*** Records supplied ***
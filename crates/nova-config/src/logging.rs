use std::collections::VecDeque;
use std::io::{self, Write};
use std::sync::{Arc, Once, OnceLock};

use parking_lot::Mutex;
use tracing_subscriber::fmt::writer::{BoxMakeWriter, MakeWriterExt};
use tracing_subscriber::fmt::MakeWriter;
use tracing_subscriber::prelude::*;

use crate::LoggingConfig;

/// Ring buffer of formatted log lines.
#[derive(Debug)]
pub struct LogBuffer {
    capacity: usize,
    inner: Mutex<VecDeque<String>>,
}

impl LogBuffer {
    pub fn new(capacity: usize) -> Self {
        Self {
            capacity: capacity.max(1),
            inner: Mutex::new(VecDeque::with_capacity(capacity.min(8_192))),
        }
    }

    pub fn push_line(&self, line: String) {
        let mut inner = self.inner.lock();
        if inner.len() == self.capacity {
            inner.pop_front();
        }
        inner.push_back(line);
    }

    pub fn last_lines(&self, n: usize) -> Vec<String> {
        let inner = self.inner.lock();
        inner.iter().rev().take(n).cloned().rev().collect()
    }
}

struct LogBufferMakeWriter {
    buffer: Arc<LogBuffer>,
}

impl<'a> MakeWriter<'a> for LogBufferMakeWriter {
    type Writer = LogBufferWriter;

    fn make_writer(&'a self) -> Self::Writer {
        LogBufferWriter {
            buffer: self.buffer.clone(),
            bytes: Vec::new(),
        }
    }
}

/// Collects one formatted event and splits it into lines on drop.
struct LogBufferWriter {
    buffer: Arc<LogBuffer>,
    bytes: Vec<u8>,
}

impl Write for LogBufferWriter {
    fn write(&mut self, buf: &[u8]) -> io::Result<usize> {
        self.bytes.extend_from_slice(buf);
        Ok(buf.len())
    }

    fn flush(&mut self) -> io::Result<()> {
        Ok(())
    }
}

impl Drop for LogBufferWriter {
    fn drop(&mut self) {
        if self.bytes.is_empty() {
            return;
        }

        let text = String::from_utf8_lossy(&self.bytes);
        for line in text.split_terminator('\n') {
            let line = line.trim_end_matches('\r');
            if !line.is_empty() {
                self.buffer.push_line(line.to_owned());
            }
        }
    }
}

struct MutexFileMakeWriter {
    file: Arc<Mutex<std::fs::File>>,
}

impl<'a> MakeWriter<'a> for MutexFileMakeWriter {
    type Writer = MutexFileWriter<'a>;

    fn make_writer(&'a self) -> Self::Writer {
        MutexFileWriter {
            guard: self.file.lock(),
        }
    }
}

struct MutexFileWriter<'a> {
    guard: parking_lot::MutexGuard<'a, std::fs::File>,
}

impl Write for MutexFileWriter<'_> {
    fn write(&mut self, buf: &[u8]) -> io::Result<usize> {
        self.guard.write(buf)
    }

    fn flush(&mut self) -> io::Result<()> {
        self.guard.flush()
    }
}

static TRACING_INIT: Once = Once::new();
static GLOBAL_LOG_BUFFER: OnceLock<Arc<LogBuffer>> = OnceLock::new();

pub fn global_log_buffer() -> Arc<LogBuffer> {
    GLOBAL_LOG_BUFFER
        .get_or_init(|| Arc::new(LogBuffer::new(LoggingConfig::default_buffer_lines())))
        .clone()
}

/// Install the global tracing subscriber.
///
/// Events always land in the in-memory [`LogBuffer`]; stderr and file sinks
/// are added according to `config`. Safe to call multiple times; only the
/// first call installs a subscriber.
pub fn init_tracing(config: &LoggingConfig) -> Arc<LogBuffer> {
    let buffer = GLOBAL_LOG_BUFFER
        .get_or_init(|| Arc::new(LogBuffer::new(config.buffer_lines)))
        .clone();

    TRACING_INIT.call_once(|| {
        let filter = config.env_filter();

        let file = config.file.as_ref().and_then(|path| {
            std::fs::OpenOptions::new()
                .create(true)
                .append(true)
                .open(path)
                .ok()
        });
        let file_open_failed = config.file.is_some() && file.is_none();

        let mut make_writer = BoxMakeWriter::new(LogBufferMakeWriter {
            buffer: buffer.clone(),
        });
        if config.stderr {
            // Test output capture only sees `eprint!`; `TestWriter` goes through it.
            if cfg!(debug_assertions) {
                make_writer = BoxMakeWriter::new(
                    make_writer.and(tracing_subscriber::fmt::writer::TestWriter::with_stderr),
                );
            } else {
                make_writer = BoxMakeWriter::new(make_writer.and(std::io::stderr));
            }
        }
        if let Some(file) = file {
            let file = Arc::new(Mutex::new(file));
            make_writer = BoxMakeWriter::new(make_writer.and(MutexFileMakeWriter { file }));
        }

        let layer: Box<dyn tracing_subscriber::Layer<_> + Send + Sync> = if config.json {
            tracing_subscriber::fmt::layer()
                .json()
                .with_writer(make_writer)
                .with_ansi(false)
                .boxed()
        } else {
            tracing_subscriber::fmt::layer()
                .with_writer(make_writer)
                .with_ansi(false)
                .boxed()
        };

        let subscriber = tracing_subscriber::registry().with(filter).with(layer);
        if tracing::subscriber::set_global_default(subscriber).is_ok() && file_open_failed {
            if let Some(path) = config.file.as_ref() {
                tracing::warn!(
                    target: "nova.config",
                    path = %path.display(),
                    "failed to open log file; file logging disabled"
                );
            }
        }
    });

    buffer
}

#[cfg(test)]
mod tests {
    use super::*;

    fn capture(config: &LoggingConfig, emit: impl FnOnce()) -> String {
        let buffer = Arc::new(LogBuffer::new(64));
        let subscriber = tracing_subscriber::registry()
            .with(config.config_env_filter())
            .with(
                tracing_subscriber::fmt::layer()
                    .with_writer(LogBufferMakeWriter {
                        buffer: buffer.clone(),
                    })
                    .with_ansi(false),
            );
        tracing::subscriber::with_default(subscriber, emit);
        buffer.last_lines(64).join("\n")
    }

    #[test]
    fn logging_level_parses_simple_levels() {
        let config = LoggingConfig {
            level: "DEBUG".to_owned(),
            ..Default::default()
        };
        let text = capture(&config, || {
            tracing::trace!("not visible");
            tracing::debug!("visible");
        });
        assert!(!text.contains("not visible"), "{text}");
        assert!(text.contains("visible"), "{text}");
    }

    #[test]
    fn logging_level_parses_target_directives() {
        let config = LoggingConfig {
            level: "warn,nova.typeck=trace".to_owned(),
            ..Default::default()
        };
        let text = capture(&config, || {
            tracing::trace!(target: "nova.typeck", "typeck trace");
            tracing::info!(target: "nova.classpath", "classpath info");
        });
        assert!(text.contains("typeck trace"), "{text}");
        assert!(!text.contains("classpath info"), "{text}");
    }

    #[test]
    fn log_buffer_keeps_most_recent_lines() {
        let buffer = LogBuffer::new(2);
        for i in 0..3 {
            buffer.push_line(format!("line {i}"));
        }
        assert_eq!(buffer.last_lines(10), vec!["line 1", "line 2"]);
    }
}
*** End of Records supplied ***
## Problem to work on
All that belongs in the answer is the run of lines above from the line containing "pub fn last_lines(&self, n: usize)" through the line containing "and file sinks", exactly as written.

## Solution for this problem
    pub fn last_lines(&self, n: usize) -> Vec<String> {
        let inner = self.inner.lock();
        inner.iter().rev().take(n).cloned().rev().collect()
    }
}

struct LogBufferMakeWriter {
    buffer: Arc<LogBuffer>,
}

impl<'a> MakeWriter<'a> for LogBufferMakeWriter {
    type Writer = LogBufferWriter;

    fn make_writer(&'a self) -> Self::Writer {
        LogBufferWriter {
            buffer: self.buffer.clone(),
            bytes: Vec::new(),
        }
    }
}

/// Collects one formatted event and splits it into lines on drop.
struct LogBufferWriter {
    buffer: Arc<LogBuffer>,
    bytes: Vec<u8>,
}

impl Write for LogBufferWriter {
    fn write(&mut self, buf: &[u8]) -> io::Result<usize> {
        self.bytes.extend_from_slice(buf);
        Ok(buf.len())
    }

    fn flush(&mut self) -> io::Result<()> {
        Ok(())
    }
}

impl Drop for LogBufferWriter {
    fn drop(&mut self) {
        if self.bytes.is_empty() {
            return;
        }

        let text = String::from_utf8_lossy(&self.bytes);
        for line in text.split_terminator('\n') {
            let line = line.trim_end_matches('\r');
            if !line.is_empty() {
                self.buffer.push_line(line.to_owned());
            }
        }
    }
}

struct MutexFileMakeWriter {
    file: Arc<Mutex<std::fs::File>>,
}

impl<'a> MakeWriter<'a> for MutexFileMakeWriter {
    type Writer = MutexFileWriter<'a>;

    fn make_writer(&'a self) -> Self::Writer {
        MutexFileWriter {
            guard: self.file.lock(),
        }
    }
}

struct MutexFileWriter<'a> {
    guard: parking_lot::MutexGuard<'a, std::fs::File>,
}

impl Write for MutexFileWriter<'_> {
    fn write(&mut self, buf: &[u8]) -> io::Result<usize> {
        self.guard.write(buf)
    }

    fn flush(&mut self) -> io::Result<()> {
        self.guard.flush()
    }
}

static TRACING_INIT: Once = Once::new();
static GLOBAL_LOG_BUFFER: OnceLock<Arc<LogBuffer>> = OnceLock::new();

pub fn global_log_buffer() -> Arc<LogBuffer> {
    GLOBAL_LOG_BUFFER
        .get_or_init(|| Arc::new(LogBuffer::new(LoggingConfig::default_buffer_lines())))
        .clone()
}

/// Install the global tracing subscriber.
///
/// Events always land in the in-memory [`LogBuffer`]; stderr and file sinks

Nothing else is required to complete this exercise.